Некоторое время я раздумывал над ее словами, говоря сам себе, что люблю… как же ее звали?.. люблю, в общем, ту девчонку и хочу, чтобы она была матерью моих детей, но решение уже жгло своей очевидностью. Вскоре, при первой же пустячной размолвке из-за несогласия, как провести выходные – гулять в парке или рвануть в Питер, мы рассорились, и я заявил, что должен о многом подумать. На следующий день мне хотелось извиниться и все забыть, про интрижку и разлад, но подружка моя сказала, что не хочет связывать свою жизнь с таким, как я. Я ответил, что сам давно хотел ей сказать о том же, пора разбежаться, а ей сделать аборт. Ни на какого модельера она с ребенком не поступит. Типа, я о ее будущем подумал. Даже кассетный плеер Sony продал. Чтоб на доктора, на лекарства и на все остальное хватило. Только зря продал, она ничего не взяла. Но попросила в больницу с ней съездить. Я еще гордился, что поступаю как настоящий мужик. Дело так быстро обтяпалось, я толком и сообразить не успел. Это была единственная женщина, которая от меня забеременела. Других случаев с тех пор не случалось. По крайней мере мне неизвестно. А имя из головы вылетело, совсем память ни к черту.
Когда в тот день я вернулся в свою комнату, Елизавета Романовна пила вино:
– Любимое вино Сталина.
Налила мне, подмигнула и опрокинула сразу весь бокал. И я хлебнул. Какая все-таки дрянь эти сладкие вина. Бабий вкус был у генералиссимуса. Если бы он пил сухое, коньяк, водку, ему бы многое простилось, но регулярно глотать эти сладенькие градусы…
– Сын пишет? – спросил я, чтобы не молчать.

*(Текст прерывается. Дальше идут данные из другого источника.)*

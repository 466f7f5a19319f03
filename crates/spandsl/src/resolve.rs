/// Semantic validation and year resolution
///
/// Runs the cross-clause checks the grammar cannot express and turns the
/// FOR clause (or the caller's fallback year) into a concrete year list.
/// Requests touching any year before the historical cutoff are validated
/// against what the historical dataset can answer.
use crate::ast::*;
use crate::error::CodeGenError;
use crate::mappings::{
    is_historical_year, modern_years, HISTORICAL_CUTOFF, HISTORICAL_DOWNLOAD_THRESHOLDS,
    HISTORICAL_TECHS, HISTORICAL_UPLOAD_THRESHOLDS, KNOWN_YEARS,
};
use tracing::debug;

/// A validated query plus the years it covers
#[derive(Debug, Clone, PartialEq)]
pub struct ResolvedQuery<'a> {
    pub query: &'a SpanQuery,
    /// Distinct years in ascending order, never empty
    pub years: Vec<i32>,
    /// Any year predates the cutoff; the whole request uses historical data
    pub historical: bool,
}

impl ResolvedQuery<'_> {
    pub fn is_multi_year(&self) -> bool {
        self.years.len() > 1
    }
}

/// Validate `query` and resolve its years against `fallback_year`
pub fn resolve(
    query: &SpanQuery,
    fallback_year: Option<i32>,
) -> Result<ResolvedQuery<'_>, CodeGenError> {
    validate_filters(query)?;

    let years = resolve_years(query.for_clause.as_ref(), fallback_year)?;
    if years.is_empty() {
        return Err(CodeGenError::new(
            "No year specified. Use FOR clause or provide year in options.",
        ));
    }

    let historical = years.iter().any(|y| is_historical_year(*y));
    if historical {
        validate_historical(query)?;
    }

    debug!(?years, historical, "resolved query years");
    Ok(ResolvedQuery {
        query,
        years,
        historical,
    })
}

/// Ownership flags (private/business) only apply to subscription counts
pub fn validate_filters(query: &SpanQuery) -> Result<(), CodeGenError> {
    if query.count.is_subscriptions() {
        return Ok(());
    }

    let ownership = query
        .filters
        .iter()
        .find_map(|filter| match filter {
            InFilter::Population(flag) if flag.is_ownership() => Some(*flag),
            _ => None,
        });

    match ownership {
        Some(flag) => Err(CodeGenError::new(format!(
            "IN {} requires COUNT ab: the 'private' and 'business' filters only apply to subscriptions, not {}",
            flag, query.count
        ))),
        None => Ok(()),
    }
}

/// Resolve the FOR clause into years. Empty when neither a FOR clause nor a
/// fallback year is available.
pub fn resolve_years(
    for_clause: Option<&ForClause>,
    fallback_year: Option<i32>,
) -> Result<Vec<i32>, CodeGenError> {
    match for_clause {
        Some(ForClause::List(years)) => {
            let mut years = years.clone();
            years.sort_unstable();
            years.dedup();
            Ok(years)
        }
        Some(ForClause::Comparison { op, year }) => {
            let candidates: Vec<i32> =
                if *op == ComparisonOperator::Eq && !is_historical_year(*year) {
                    modern_years().collect()
                } else {
                    KNOWN_YEARS.to_vec()
                };

            let years: Vec<i32> = candidates
                .into_iter()
                .filter(|candidate| op.matches(*candidate, *year))
                .collect();

            if years.is_empty() {
                return Err(CodeGenError::new(format!(
                    "No data available for FOR aar {} {} (known years: {}-{})",
                    op,
                    year,
                    KNOWN_YEARS[0],
                    KNOWN_YEARS[KNOWN_YEARS.len() - 1]
                )));
            }
            Ok(years)
        }
        None => Ok(fallback_year.into_iter().collect()),
    }
}

fn historical_error(message: impl std::fmt::Display) -> CodeGenError {
    CodeGenError::new(format!(
        "Historical data (before {}) {}",
        HISTORICAL_CUTOFF, message
    ))
}

/// Check that the historical dataset can answer `query`
pub fn validate_historical(query: &SpanQuery) -> Result<(), CodeGenError> {
    if !matches!(query.by, Grouping::National | Grouping::Urban) {
        return Err(historical_error(format!(
            "only supports BY total or BY tett, not BY {}",
            query.by
        )));
    }

    if query.count.is_subscriptions() {
        return Err(historical_error("does not include subscriptions (COUNT ab)"));
    }

    for filter in &query.filters {
        match filter {
            InFilter::Population(flag) if flag.is_ownership() => {
                return Err(historical_error(
                    "does not support the 'private' and 'business' filters",
                ));
            }
            InFilter::Population(_) => {}
            InFilter::Field { field, .. } if field.is_geographic() => {
                return Err(historical_error(format!(
                    "does not support geographic filters (IN {})",
                    field
                )));
            }
            InFilter::Field {
                field: Field::Provider,
                ..
            } => {
                return Err(historical_error("does not support provider filters (IN tilb)"));
            }
            InFilter::Field { field, .. } => {
                return Err(historical_error(format!(
                    "does not support IN filters on {}",
                    field
                )));
            }
        }
    }

    if query.show == Output::Count {
        return Err(historical_error(
            "only provides percentages, SHOW count is not supported",
        ));
    }

    if query.sort.field == SortField::Count {
        return Err(historical_error(
            "only provides percentages, SORT count is not supported",
        ));
    }

    match &query.has {
        Some(HasClause::Quantified { expressions, .. }) => {
            expressions.iter().try_for_each(validate_historical_expr)
        }
        Some(HasClause::Expression(expr)) => validate_historical_expr(expr),
        None => Err(historical_error("requires a HAS clause")),
    }
}

/// Check every leaf predicate against the historical indicator sets
fn validate_historical_expr(expr: &Expr) -> Result<(), CodeGenError> {
    match expr {
        Expr::Flag { flag, .. } => validate_historical_tech(*flag),
        Expr::Comparison {
            field: Field::Tech,
            op,
            value,
            ..
        } => {
            if *op != ComparisonOperator::Eq {
                return Err(historical_error(format!(
                    "only supports tek = <technology>, not tek {}",
                    op
                )));
            }
            match value {
                Value::String(name) => match TechFlag::from_column_value(name) {
                    Some(flag) => validate_historical_tech(flag),
                    None => Err(unsupported_tech(name)),
                },
                Value::Number(n) => Err(unsupported_tech(&n.to_string())),
            }
        }
        Expr::Comparison {
            field, op, value, ..
        } if field.is_speed() => {
            if *op != ComparisonOperator::Gte {
                return Err(historical_error(format!(
                    "only supports speed thresholds with >=, not {} {} {}",
                    field, op, value
                )));
            }
            let Value::Number(mbps) = value else {
                return Err(historical_error(format!(
                    "requires a numeric speed threshold, got {} {}",
                    field, value
                )));
            };
            let (supported, direction): (&[i64], &str) = match field {
                Field::Upload => (&HISTORICAL_UPLOAD_THRESHOLDS[..], "upload"),
                _ => (&HISTORICAL_DOWNLOAD_THRESHOLDS[..], "download"),
            };
            if supported.contains(mbps) {
                Ok(())
            } else {
                Err(CodeGenError::new(format!(
                    "Speed threshold {} Mbit/s is not supported for historical data (before {}). Supported {} thresholds: {}",
                    mbps,
                    HISTORICAL_CUTOFF,
                    direction,
                    join_numbers(supported)
                )))
            }
        }
        Expr::Comparison { field, .. } => Err(historical_error(format!(
            "does not support HAS conditions on {}",
            field
        ))),
        Expr::BinaryOp { left, right, .. } => {
            validate_historical_expr(left)?;
            validate_historical_expr(right)
        }
        Expr::Not(inner) => validate_historical_expr(inner),
    }
}

fn validate_historical_tech(flag: TechFlag) -> Result<(), CodeGenError> {
    if HISTORICAL_TECHS.contains(&flag) {
        Ok(())
    } else {
        Err(unsupported_tech(flag.column_value()))
    }
}

fn unsupported_tech(name: &str) -> CodeGenError {
    let supported: Vec<&str> = HISTORICAL_TECHS.iter().map(|t| t.column_value()).collect();
    CodeGenError::new(format!(
        "Technology '{}' is not available in historical data (before {}). Supported: {}",
        name,
        HISTORICAL_CUTOFF,
        supported.join(", ")
    ))
}

fn join_numbers(values: &[i64]) -> String {
    values
        .iter()
        .map(|v| v.to_string())
        .collect::<Vec<_>>()
        .join(", ")
}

– У меня нет сына, – ответила Елизавета Романовна.
И улыбнулась.
И зубы ее были черны.
– Мой сын родился мертвым в городе Ирбит, Свердловской области, второго октября сорок первого года.
Прошло больше двадцати лет. Союз распался, эстонцы, которых вопреки сомнениям, гасимым водкой, некогда покорял муж Елизаветы Романовны, вместе с другими братскими народами покинули Россию, разбежались кто куда, влекомые посулами соседей и доброжелателей. Кратер любимого бассейна Елизаветы Романовны закупорили храмом. Я так и не предпринял третьей попытки поступления, а целиком отдался фотографированию, которое вскоре принесло мне деньги и положение. С той ночи я ни разу не заглядывал в маленький дворик, стараясь побыстрее позабыть Елизавету Романовну, что мне вскоре удалось. И вдруг теперь, когда моя спутница набрела на притащенный в парк поваленный памятник, те далекие дни встали перед глазами с перекрученной резкостью.
Сославшись на головную боль, я навсегда отвез читательницу Ремарка домой, а сам поехал к Елизавете Романовне. Я вошел во двор, когда на город опустился вечер. Вместо памятника фонтан и фонари, вместо окна… Домик стоял на прежнем месте, но видом своим изменился. В нем теперь ресторан и клуб и окна второго этажа, в том числе то заветное, наглухо замурованы. Только очертания угадываются.